Opinion
19-CV-6322L
10-26-2021
DECISION AND ORDER
DAVID G. LARIMER United States District Judge.
INTRODUCTION
Petitioner Jesus Vega has filed a pro se petition for a writ of habeas corpus pursuant to 28 U.S.C. § 2254, challenging his conviction in Orleans County Court of one count of promoting prison contraband in the first degree, N.Y. Penal L. § 205.25(2). Petitioner was convicted after a jury trial (at which he was represented by counsel) and sentenced as a second felony offender to a three-to-six-year prison term, which he is currently serving.
BACKGROUND
On April 12, 2015, Vega was an inmate at the Orleans Correctional Facility, serving a sentence for felony criminal contempt, which was based on his having contacted a witness in a criminal prosecution against plaintiff arising from his alleged violation of a court order of protection.
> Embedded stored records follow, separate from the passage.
//! Reintentos acotados con backoff exponencial y jitter.
//!
//! Se usa para consultar el endpoint de cálculo hasta obtener una respuesta
//! válida. Agotar los intentos no es un error: el llamador sigue con el
//! informe sin calcular.

use std::future::Future;
use std::time::Duration;

use rand::Rng;
use tokio_util::sync::CancellationToken;
use tracing::{debug, warn};

use crate::error::Error;
use crate::models::RespuestaCalculo;

/// Parámetros del backoff.
#[derive(Debug, Clone, Copy, PartialEq, Eq)]
pub struct BackoffPolicy {
    pub base: Duration,
    pub cap: Duration,
    pub jitter_max: Duration,
    pub max_attempts: u32,
}

impl Default for BackoffPolicy {
    fn default() -> Self {
        Self {
            base: Duration::from_millis(1000),
            cap: Duration::from_millis(10_000),
            jitter_max: Duration::from_millis(1000),
            max_attempts: 3,
        }
    }
}

impl BackoffPolicy {
    /// Espera tras el intento `attempt` (base 0): `min(base * 2^attempt, cap)`
    /// más un jitter uniforme en `[0, jitter_max)`.
    pub fn delay<R: Rng + ?Sized>(&self, attempt: u32, rng: &mut R) -> Duration {
        let factor = 2u32.saturating_pow(attempt);
        let exponencial = self.base.saturating_mul(factor).min(self.cap);
        let jitter_ms = self.jitter_max.as_millis() as u64;
        let jitter = if jitter_ms == 0 {
            0
        } else {
            rng.gen_range(0..jitter_ms)
        };
        exponencial + Duration::from_millis(jitter)
    }
}

/// Desenlace de una ejecución del motor de reintentos.
#[derive(Debug)]
pub enum Desenlace<T> {
    Valido(T),
    Agotado,
    Cancelado,
}

impl<T> Desenlace<T> {
    pub fn into_option(self) -> Option<T> {
        match self {
            Desenlace::Valido(valor) => Some(valor),
            Desenlace::Agotado | Desenlace::Cancelado => None,
        }
    }
}

/// Ejecuta `fetch` hasta que `is_valid` acepte la respuesta, se agoten los
/// intentos o se cancele `cancel`.
///
/// La cancelación se observa antes de cada intento, durante la petición y
/// durante la espera; nunca se reintenta ni se registra como fallo.
pub async fn retrieve<T, F, Fut, V>(
    key: &str,
    policy: &BackoffPolicy,
    mut fetch: F,
    is_valid: V,
    cancel: &CancellationToken,
) -> Desenlace<T>
where
    F: FnMut() -> Fut,
    Fut: Future<Output = Result<T, Error>>,
    V: Fn(&T) -> bool,
{
    for attempt in 0..policy.max_attempts {
        if cancel.is_cancelled() {
            return Desenlace::Cancelado;
        }

        let resultado = tokio::select! {
            biased;
            _ = cancel.cancelled() => return Desenlace::Cancelado,
            resultado = fetch() => resultado,
        };

        match resultado {
            Ok(respuesta) if is_valid(&respuesta) => {
                debug!(key, intento = attempt + 1, "respuesta válida");
                return Desenlace::Valido(respuesta);
            }
            Ok(_) => {
                debug!(key, intento = attempt + 1, "respuesta aún sin valores, se reintenta");
            }
            Err(err) if err.is_cancellation() => return Desenlace::Cancelado,
            Err(err) => {
                debug!(key, intento = attempt + 1, error = %err, "fallo transitorio");
            }
        }

        if attempt + 1 >= policy.max_attempts {
            break;
        }

        let espera = policy.delay(attempt, &mut rand::thread_rng());
        debug!(key, espera_ms = espera.as_millis() as u64, "esperando antes de reintentar");
        tokio::select! {
            biased;
            _ = cancel.cancelled() => return Desenlace::Cancelado,
            _ = tokio::time::sleep(espera) => {}
        }
    }

    warn!(key, intentos = policy.max_attempts, "cálculo sin resultado válido tras agotar los intentos");
    Desenlace::Agotado
}

/// Una respuesta de cálculo es válida si el cálculo anidado trae algún campo
/// conocido distinto de cero, o si algún campo crítico de primer nivel lo es.
pub fn calculo_valido(respuesta: &RespuestaCalculo) -> bool {
    let calculo_ok = respuesta.calculo.as_ref().is_some_and(|c| c.tiene_valor());
    let critico_ok = respuesta
        .campos_criticos()
        .iter()
        .flatten()
        .any(|campo| !campo.es_cero());
    calculo_ok || critico_ok
}

#[cfg(test)]
mod tests {
    use super::*;
    use crate::models::Calculo;
    use crate::numero::NumeroLocal;
    use rand::rngs::StdRng;
    use rand::SeedableRng;
    use std::sync::atomic::{AtomicU32, Ordering};
    use std::sync::Arc;
    use tokio::time::Instant;

    #[test]
    fn delay_grows_and_caps() {
        let policy = BackoffPolicy::default();
        let mut rng = StdRng::seed_from_u64(7);

        for (attempt, base_ms) in [(0, 1000), (1, 2000), (2, 4000), (3, 8000), (4, 10_000), (9, 10_000)] {
            let espera = policy.delay(attempt, &mut rng).as_millis() as u64;
            assert!(espera >= base_ms, "attempt {attempt}: {espera}");
            assert!(espera < base_ms + 1000, "attempt {attempt}: {espera}");
        }
    }

    #[test]
    fn delay_without_jitter_is_deterministic() {
        let policy = BackoffPolicy {
            jitter_max: Duration::ZERO,
            ..Default::default()
        };
        let mut rng = StdRng::seed_from_u64(1);
        assert_eq!(policy.delay(1, &mut rng), Duration::from_millis(2000));
        assert_eq!(policy.delay(40, &mut rng), Duration::from_millis(10_000));
    }

    #[tokio::test(start_paused = true)]
    async fn succeeds_on_third_attempt() {
        let llamadas = Arc::new(AtomicU32::new(0));
        let cancel = CancellationToken::new();
        let inicio = Instant::now();

        let contador = Arc::clone(&llamadas);
        let desenlace = retrieve(
            "044-076-004",
            &BackoffPolicy::default(),
            move || {
                let n = contador.fetch_add(1, Ordering::SeqCst) + 1;
                async move {
                    if n < 3 {
                        Err(Error::Api {
                            status: 503,
                            message: "ocupado".into(),
                        })
                    } else {
                        Ok(n)
                    }
                }
            },
            |_| true,
            &cancel,
        )
        .await;

        let transcurrido = inicio.elapsed();
        assert!(matches!(desenlace, Desenlace::Valido(3)));
        assert_eq!(llamadas.load(Ordering::SeqCst), 3);
        assert!(transcurrido >= Duration::from_millis(3000), "{transcurrido:?}");
        assert!(transcurrido < Duration::from_millis(5000), "{transcurrido:?}");
    }

    #[tokio::test(start_paused = true)]
    async fn zeroed_payload_exhausts_after_three_attempts() {
        let llamadas = Arc::new(AtomicU32::new(0));
        let cancel = CancellationToken::new();

        let contador = Arc::clone(&llamadas);
        let desenlace = retrieve(
            "k",
            &BackoffPolicy::default(),
            move || {
                contador.fetch_add(1, Ordering::SeqCst);
                async {
                    Ok(RespuestaCalculo {
                        calculo: Some(Calculo {
                            capacidad_constructiva: Some(NumeroLocal::from("0,00")),
                            ..Default::default()
                        }),
                        plusvalia_total: Some(NumeroLocal::from(0.0)),
                        ..Default::default()
                    })
                }
            },
            calculo_valido,
            &cancel,
        )
        .await;

        assert!(matches!(desenlace, Desenlace::Agotado));
        assert_eq!(llamadas.load(Ordering::SeqCst), 3);
    }

    #[tokio::test(start_paused = true)]
    async fn cancellation_error_stops_immediately() {
        let llamadas = Arc::new(AtomicU32::new(0));
        let cancel = CancellationToken::new();

        let contador = Arc::clone(&llamadas);
        let desenlace = retrieve(
            "k",
            &BackoffPolicy::default(),
            move || {
                contador.fetch_add(1, Ordering::SeqCst);
                async { Err::<u32, _>(Error::Cancelled) }
            },
            |_| true,
            &cancel,
        )
        .await;

        assert!(matches!(desenlace, Desenlace::Cancelado));
        assert_eq!(llamadas.load(Ordering::SeqCst), 1);
    }

    #[tokio::test(start_paused = true)]
    async fn cancel_during_backoff_prevents_next_attempt() {
        let llamadas = Arc::new(AtomicU32::new(0));
        let cancel = CancellationToken::new();

        let disparador = cancel.clone();
        tokio::spawn(async move {
            tokio::time::sleep(Duration::from_millis(500)).await;
            disparador.cancel();
        });

        let contador = Arc::clone(&llamadas);
        let desenlace = retrieve(
            "k",
            &BackoffPolicy::default(),
            move || {
                contador.fetch_add(1, Ordering::SeqCst);
                async { Ok(0u32) }
            },
            |n| *n > 0,
            &cancel,
        )
        .await;

        assert!(matches!(desenlace, Desenlace::Cancelado));
        assert_eq!(llamadas.load(Ordering::SeqCst), 1);
    }

    #[tokio::test]
    async fn already_cancelled_token_skips_fetch() {
        let cancel = CancellationToken::new();
        cancel.cancel();

        let desenlace = retrieve(
            "k",
            &BackoffPolicy::default(),
            || async { Ok(1u32) },
            |_| true,
            &cancel,
        )
        .await;

        assert!(desenlace.into_option().is_none());
    }

    #[test]
    fn validity_predicate() {
        let vacia = RespuestaCalculo::default();
        assert!(!calculo_valido(&vacia));

        let con_calculo = RespuestaCalculo {
            calculo: Some(Calculo {
                volumen_edificable: Some(NumeroLocal::from("1.250,3")),
                ..Default::default()
            }),
            ..Default::default()
        };
        assert!(calculo_valido(&con_calculo));

        let solo_critico = RespuestaCalculo {
            sup_max_edificable: Some(NumeroLocal::from(420.0)),
            ..Default::default()
        };
        assert!(calculo_valido(&solo_critico));
    }
}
On that date, he was searched by a correction officer, who found a shank hidden inside 1 a glove that Vega was holding in his hand. He was criminally charged with possessing prison contraband, and the case went to a jury trial.
The witness was the person protected by the order. See Trial Transcript (Dkt. #7-5) at 245. See also People v. Vega, 129 A.D.3d 474 (1st Dep't 2015) (affirming Vega's contempt conviction).
At trial, Vega testified that he did not possess the shank, and suggested that the guards had planted it on him in retaliation for some prior actions of his that did not sit well with the officers. The jury apparently did not credit Vega's testimony, and found him guilty. The trial court sentenced him on July 25, 2016 to a term of three to six years.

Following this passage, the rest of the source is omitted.